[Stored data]
//! Challenge level: a small difficulty tag stored with a maze record.
//!
//! The store does not interpret it; it is validated on the way in and
//! returned verbatim.

use super::ValidationError;

/// Largest accepted challenge level.
pub const MAX_CHALLENGE_LEVEL: u8 = 10;

/// Validated challenge level (0..=10).
#[derive(Debug, Clone, Copy, PartialEq, Eq, Default)]
pub struct ChallengeLevel(u8);

impl ChallengeLevel {
    pub fn new(level: u8) -> Result<Self, ValidationError> {
        if level > MAX_CHALLENGE_LEVEL {
            return Err(ValidationError::OutOfRange {
                field: "challenge level",
                min: 0,
                max: MAX_CHALLENGE_LEVEL as i64,
            });
        }
        Ok(Self(level))
    }

    /// Parse from a raw path parameter.
    pub fn parse(s: &str) -> Result<Self, ValidationError> {
        let level: u8 = s.parse().map_err(|_| ValidationError::OutOfRange {
            field: "challenge level",
            min: 0,
            max: MAX_CHALLENGE_LEVEL as i64,
        })?;
        Self::new(level)
    }

    pub fn as_i64(self) -> i64 {
        self.0 as i64
    }
}

#[cfg(test)]
mod tests {
    use super::*;

    #[test]
    fn accepts_range() {
        assert!(ChallengeLevel::new(0).is_ok());
        assert!(ChallengeLevel::new(10).is_ok());
        assert!(ChallengeLevel::new(11).is_err());
    }

    #[test]
    fn parses_path_param() {
        assert_eq!(ChallengeLevel::parse("3").unwrap().as_i64(), 3);
        assert!(ChallengeLevel::parse("-1").is_err());
        assert!(ChallengeLevel::parse("abc").is_err());
        assert!(ChallengeLevel::parse("999").is_err());
    }
}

### Activity
Beginning with the line that has "#[cfg(test)]", set down every line of the entries above through the final one, unchanged.

### Answer to the exercise
#[cfg(test)]
mod tests {
    use super::*;

    #[test]
    fn accepts_range() {
        assert!(ChallengeLevel::new(0).is_ok());
        assert!(ChallengeLevel::new(10).is_ok());
        assert!(ChallengeLevel::new(11).is_err());
    }

    #[test]
    fn parses_path_param() {
        assert_eq!(ChallengeLevel::parse("3").unwrap().as_i64(), 3);
        assert!(ChallengeLevel::parse("-1").is_err());
        assert!(ChallengeLevel::parse("abc").is_err());
        assert!(ChallengeLevel::parse("999").is_err());
    }
}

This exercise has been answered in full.